I’ve gone for Cornish pasties to represent England in this year’s World Cup cook-off.

Yes, it’s a shameless crowd-pleaser, but I suspect that England needs all the help it can get – both in the kitchen and on the pitch.

Strictly speaking, if it’s not made in Cornwall, it’s not a Cornish pasty.

But if I’d made these in Penzance instead of London, I think they might pass muster. 

  • A traditional filling of beef, potato, swede and onion, seasoned with salt and pepper – check.
  • Filling uncooked when folded into the pastry – check.
  • The required D-shape, with a side (not centre) crimp – check.

The Cornish pasty recipes I looked at were all pretty similar. These are adapted from this one by the Hairy Bikers.

Cornish pasties
(makes 6)

For the pastry:

  • 450g plain flour
  • 2 tsp baking powder
  • 1 tsp salt
  • 125g cold butter, diced
  • 1 egg, beaten
  • 125ml cold water (approximately)

For the filling:

  • 450g potato, peeled and cut into a ½cm dice
  • 150g swede, peeled and cut into a ½cm dice
  • 150g onion, finely chopped
  • 300g beef skirt, chopped into ½cm pieces
  • 1 Tb flour
  • salt and pepper
  • butter
  • 1 egg, beaten
  1. In a mixing bowl, whisk together the flour, baking powder and salt. Rub in the butter with your finger tips.
  2. Make a well in the mixture and pour in the egg. Stir with a fork until the mixture starts to come together.  Slowly add water, and continue stirring until a ball of pastry forms. Wrap the pastry in clingfilm and chill for an hour.
  3. Toss the vegetables together in a bowl and season with salt and black pepper.
  4. In another bowl, sprinkle a tablespoon of flour over the chopped beef, season with salt and pepper and stir to combine.
  5. Preheat the oven to 350°F (180°C).
  6. Divide the pastry into six equal portions. Roll a pastry portion into a circle about 8″ (20cm) in diameter.
  7. Place a sixth of the vegetables and a sixth of the beef on one half of the circle, leaving half an inch (1cm) round the edge. Dot with butter.
  8. Brush the edge of the pastry with water. Fold the pastry over the filling and press the edges together, then roll and crimp. Transfer to a baking tray.
  9. Brush the pasty with beaten egg, then make a steam hole in the centre with a knife.
  10. Bake the pasties for about 45 minutes, or until crispy and golden brown. Cool for ten minutes before eating.

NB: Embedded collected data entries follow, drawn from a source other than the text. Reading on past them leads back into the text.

//! Pointer cursor
//!
//! Global pointer position as reported by input dispatch, the previous
//! position for motion detection, and the shape requested by the window core
//! during interactive operations.

use serde::Serialize;

use crate::shared::Point;

/// Cursor shape feedback
#[derive(Debug, Clone, Copy, Default, PartialEq, Eq, Hash, Serialize)]
#[serde(rename_all = "snake_case")]
pub enum CursorShape {
    #[default]
    Arrow,
    SizeAll,
    SizeNorthWest,
    SizeNorth,
    SizeNorthEast,
    SizeEast,
    SizeSouthEast,
    SizeSouth,
    SizeSouthWest,
    SizeWest,
}

#[derive(Debug, Clone, Default)]
pub struct Cursor {
    pub pos: Point,
    pub prev_pos: Point,
    pub shape: CursorShape,
}

impl Cursor {
    pub fn new() -> Self {
        Self::default()
    }

    pub fn update_position(&mut self, pos: Point) {
        if self.pos != pos {
            self.prev_pos = self.pos;
            self.pos = pos;
        }
    }

    pub fn has_moved(&self) -> bool {
        self.pos != self.prev_pos
    }
}

#[cfg(test)]
mod tests {
    use super::*;

    #[test]
    fn tracks_previous_position() {
        let mut cursor = Cursor::new();
        cursor.update_position(Point::new(10, 20));
        cursor.update_position(Point::new(15, 20));
        assert_eq!(cursor.prev_pos, Point::new(10, 20));
        assert!(cursor.has_moved());
        cursor.update_position(Point::new(15, 20));
        assert!(cursor.has_moved());
    }
}
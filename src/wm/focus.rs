//! Focus Module
//!
//! Active window, most-recently-used focus chain and the attention chain.
//! Activation itself lives in the control block (`set_active`); this module
//! keeps the workspace-wide references consistent with it.

use std::collections::VecDeque;

use serde::{Deserialize, Serialize};
use tracing::debug;

use crate::compositor::Compositor;
use crate::wm::events::WindowEvent;
use crate::wm::stacking::StackingUpdatesBlocker;
use crate::wm::window::WindowId;

/// Focus policy
#[derive(Debug, Clone, Copy, Default, PartialEq, Eq, Serialize, Deserialize)]
#[serde(rename_all = "snake_case")]
pub enum FocusPolicy {
    /// Click to focus
    #[default]
    ClickToFocus,
    /// Focus follows mouse, nothing loses focus on leaving a window
    FocusFollowsMouse,
    /// Focus under the mouse, the desktop included
    UnderMouse,
    /// Only the window under the mouse keeps focus
    StrictlyUnderMouse,
}

impl FocusPolicy {
    /// Policies where the compositor may move focus on its own
    pub fn is_reasonable(&self) -> bool {
        matches!(self, Self::ClickToFocus | Self::FocusFollowsMouse)
    }
}

/// Workspace focus state
#[derive(Debug, Default)]
pub struct FocusChain {
    /// Most recently used first
    chain: VecDeque<WindowId>,
    pub(crate) active: Option<WindowId>,
    pub(crate) most_recently_activated: Option<WindowId>,
    /// Windows demanding attention, most recent first
    attention: VecDeque<WindowId>,
}

impl FocusChain {
    pub fn new() -> Self {
        Self::default()
    }

    /// Move a window to the front
    pub fn make_first(&mut self, id: WindowId) {
        self.chain.retain(|w| *w != id);
        self.chain.push_front(id);
    }

    /// Move a window to the back
    pub fn make_last(&mut self, id: WindowId) {
        self.chain.retain(|w| *w != id);
        self.chain.push_back(id);
    }

    /// Add or drop a window depending on whether it takes part in focus
    /// cycling; a present window keeps its place
    pub fn update(&mut self, id: WindowId, wanted: bool) {
        if !wanted {
            self.chain.retain(|w| *w != id);
        } else if !self.chain.contains(&id) {
            self.chain.push_back(id);
        }
    }

    pub fn update_attention(&mut self, id: WindowId, set: bool) {
        self.attention.retain(|w| *w != id);
        if set {
            self.attention.push_front(id);
        }
    }

    pub(crate) fn remove(&mut self, id: WindowId) {
        self.chain.retain(|w| *w != id);
        self.attention.retain(|w| *w != id);
        if self.active == Some(id) {
            self.active = None;
        }
        if self.most_recently_activated == Some(id) {
            self.most_recently_activated = None;
        }
    }

    pub fn chain(&self) -> impl Iterator<Item = WindowId> + '_ {
        self.chain.iter().copied()
    }

    pub fn attention(&self) -> impl Iterator<Item = WindowId> + '_ {
        self.attention.iter().copied()
    }

    pub fn contains(&self, id: WindowId) -> bool {
        self.chain.contains(&id)
    }
}

impl Compositor {
    pub fn active_window(&self) -> Option<WindowId> {
        self.focus.active
    }

    pub fn most_recently_activated(&self) -> Option<WindowId> {
        self.focus.most_recently_activated
    }

    /// Replace the workspace's active-window reference. Called from
    /// `set_active`; the previous window is deactivated first.
    pub(crate) fn set_active_window(&mut self, id: Option<WindowId>) {
        if self.focus.active == id {
            return;
        }
        let mut comp = StackingUpdatesBlocker::new(&mut *self);
        if id.is_some() {
            comp.focus.most_recently_activated = id;
        }
        // Cleared before deactivating so `set_active(false)` does not come
        // back here.
        if let Some(old) = comp.focus.active.take() {
            comp.set_active(old, false);
        }
        comp.focus.active = id;
        if let Some(new) = id {
            comp.focus.make_first(new);
            comp.demand_attention(new, false);
            // Another fullscreen window may lose the active layer.
            let stale: Vec<WindowId> = comp
                .windows
                .values()
                .filter(|w| w.id != new && w.layer == crate::wm::client_flags::Layer::Active)
                .map(|w| w.id)
                .collect();
            for other in stale {
                comp.update_layer(other);
            }
        }
        comp.update_stacking_order(false);
        drop(comp);

        let active = id.and_then(|id| self.windows.get(&id));
        self.backend.set_active_window(active);
        debug!("Active window {:?}", id);
        self.emit(WindowEvent::ActiveWindowChanged { id });
    }

    /// User-level activation: raise, switch to the window's desktop,
    /// unminimize and give it focus
    pub fn activate_window(&mut self, id: WindowId, force: bool) {
        let Some(w) = self.windows.get(&id) else {
            return;
        };
        if w.control.is_none() {
            return;
        }
        let on_current = w.on_desktop(self.desktops.current());
        let desktop = w.desktop();
        let minimized = w.is_minimized();
        self.raise_window(id);
        if !on_current && desktop != 0 {
            self.set_current_desktop(desktop);
        }
        if minimized {
            self.unminimize(id, false);
        }
        if self.config.behavior.focus_policy.is_reasonable() || force {
            self.request_focus(id, false, force);
        }
    }

    /// Give focus to a window, redirecting to its modal dialog if it has one
    pub fn request_focus(&mut self, id: WindowId, raise: bool, force: bool) {
        let mut target = id;
        if let Some(modal) = self.find_modal(id)
            && modal != id
        {
            let desktop = self.windows.get(&id).map(|w| w.desktop()).unwrap_or(0);
            if desktop != 0 && !self.windows.get(&modal).is_some_and(|m| m.on_desktop(desktop)) {
                self.set_desktop(modal, desktop);
            }
            if raise {
                self.raise_window(id);
            }
            target = modal;
        }
        let Some(w) = self.windows.get(&target) else {
            return;
        };
        if !self.is_shown(target) {
            return;
        }
        let mut take_focus = true;
        if !force && (w.is_dock() || w.is_splash()) {
            take_focus = false;
        }
        let accepts = w.wants_input()
            && w
                .control
                .as_ref()
                .is_some_and(|c| c.rules.check_accept_focus(true, false));
        if !accepts {
            take_focus = false;
        }
        if w.is_shaded() && accepts {
            // A shaded window cannot take input but still becomes active.
            self.set_active(target, true);
            take_focus = false;
        }
        if take_focus {
            self.set_active(target, true);
        }
        if raise {
            self.raise_window(target);
        }
    }

    /// Pass focus on after `id` lost it (closed, hidden). Returns whether
    /// anything was done.
    pub fn activate_next_window(&mut self, id: Option<WindowId>) -> bool {
        if let Some(id) = id {
            if self.focus.active != Some(id) {
                return false;
            }
            self.set_active_window(None);
        }
        if !self.config.behavior.focus_policy.is_reasonable() {
            return false;
        }
        let desktop = self.desktops.current();
        let mut next = None;
        if self.showing_desktop {
            next = self.find_desktop_window(desktop);
        }
        if next.is_none()
            && let Some(id) = id
            && self.windows.get(&id).is_some_and(|w| w.is_transient())
        {
            let mains = self.main_windows(id);
            if mains.len() == 1 && self.is_usable_focus_candidate(mains[0], Some(id)) {
                next = Some(mains[0]);
                self.raise_window(mains[0]);
            }
        }
        if next.is_none() {
            next = self.next_for_desktop(id, desktop);
        }
        if next.is_none() {
            next = self.find_desktop_window(desktop);
        }
        if let Some(next) = next {
            self.request_focus(next, false, false);
        }
        true
    }

    fn is_usable_focus_candidate(&self, id: WindowId, previous: Option<WindowId>) -> bool {
        if Some(id) == previous {
            return false;
        }
        let Some(w) = self.windows.get(&id) else {
            return false;
        };
        let same_screen = !self.config.behavior.separate_screen_focus
            || previous
                .and_then(|p| self.windows.get(&p))
                .is_none_or(|p| p.screen == w.screen);
        self.is_shown(id) && w.on_desktop(self.desktops.current()) && same_screen
    }

    /// Most recently used window on a desktop that could take focus
    pub fn next_for_desktop(&self, reference: Option<WindowId>, desktop: u32) -> Option<WindowId> {
        self.focus.chain().find(|id| {
            Some(*id) != reference
                && self.windows.get(id).is_some_and(|w| w.on_desktop(desktop))
                && self.is_usable_focus_candidate(*id, reference)
        })
    }

    fn find_desktop_window(&self, desktop: u32) -> Option<WindowId> {
        self.stacking
            .order()
            .iter()
            .rev()
            .copied()
            .find(|id| {
                self.windows
                    .get(id)
                    .is_some_and(|w| w.is_desktop() && w.on_desktop(desktop) && w.control.is_some())
            })
    }
}

#[cfg(test)]
mod tests {
    use super::*;
    use crate::compositor::tests::{compositor, manage_at};
    use crate::shared::Geometry;

    fn square() -> Geometry {
        Geometry::new(0, 0, 100, 100)
    }

    #[test]
    fn activation_deactivates_previous() {
        let mut comp = compositor();
        let a = manage_at(&mut comp, square());
        let b = manage_at(&mut comp, square());
        comp.activate_window(a, true);
        comp.activate_window(b, true);
        assert!(!comp.control(a).unwrap().active);
        assert!(comp.control(b).unwrap().active);
        assert_eq!(comp.active_window(), Some(b));
        assert_eq!(comp.focus.chain().collect::<Vec<_>>()[..2], [b, a]);
    }

    #[test]
    fn activating_a_lead_focuses_its_modal() {
        let mut comp = compositor();
        let lead = manage_at(&mut comp, square());
        let modal = manage_at(&mut comp, square());
        comp.add_transient(lead, modal);
        comp.set_modal(modal, true);
        comp.activate_window(lead, true);
        assert_eq!(comp.active_window(), Some(modal));
    }

    #[test]
    fn next_window_prefers_single_main_window() {
        let mut comp = compositor();
        let main = manage_at(&mut comp, square());
        let other = manage_at(&mut comp, square());
        let dialog = manage_at(&mut comp, square());
        comp.add_transient(main, dialog);
        comp.activate_window(other, true);
        comp.activate_window(dialog, true);
        assert!(comp.activate_next_window(Some(dialog)));
        assert_eq!(comp.active_window(), Some(main));
    }

    #[test]
    fn next_window_falls_back_to_focus_chain() {
        let mut comp = compositor();
        let a = manage_at(&mut comp, square());
        let b = manage_at(&mut comp, square());
        comp.activate_window(a, true);
        comp.activate_window(b, true);
        assert!(comp.activate_next_window(Some(b)));
        assert_eq!(comp.active_window(), Some(a));
        assert!(!comp.activate_next_window(Some(b)));
    }

    #[test]
    fn attention_chain_tracks_requests() {
        let mut comp = compositor();
        let a = manage_at(&mut comp, square());
        let b = manage_at(&mut comp, square());
        comp.demand_attention(a, true);
        comp.demand_attention(b, true);
        assert_eq!(comp.focus.attention().collect::<Vec<_>>(), vec![b, a]);
        comp.demand_attention(b, false);
        assert_eq!(comp.focus.attention().collect::<Vec<_>>(), vec![a]);
    }
}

Family score: 8.5 out of 10

8 Responses to “Cornish pasties”

  1. creativeshare's avatar
    creativeshare July 13, 2018 at 7:28 am #

    Andrea, you are risking certain deportation from Cornwall if you ever visit there. The Cornish do not consider themselves English 🙂

    Have a look! https://www.theguardian.com/uk-news/2014/apr/26/survival-of-cornish-identity-cornwall-separate-place

    Nice recipe btw

    • Andrea's avatar
      Andrea July 14, 2018 at 9:59 am #

      Living dangerously indeed…;-) Not quite as reckless as posting Welsh rarebit to represent England four years ago. (Don’t know what I was thinking with that one!)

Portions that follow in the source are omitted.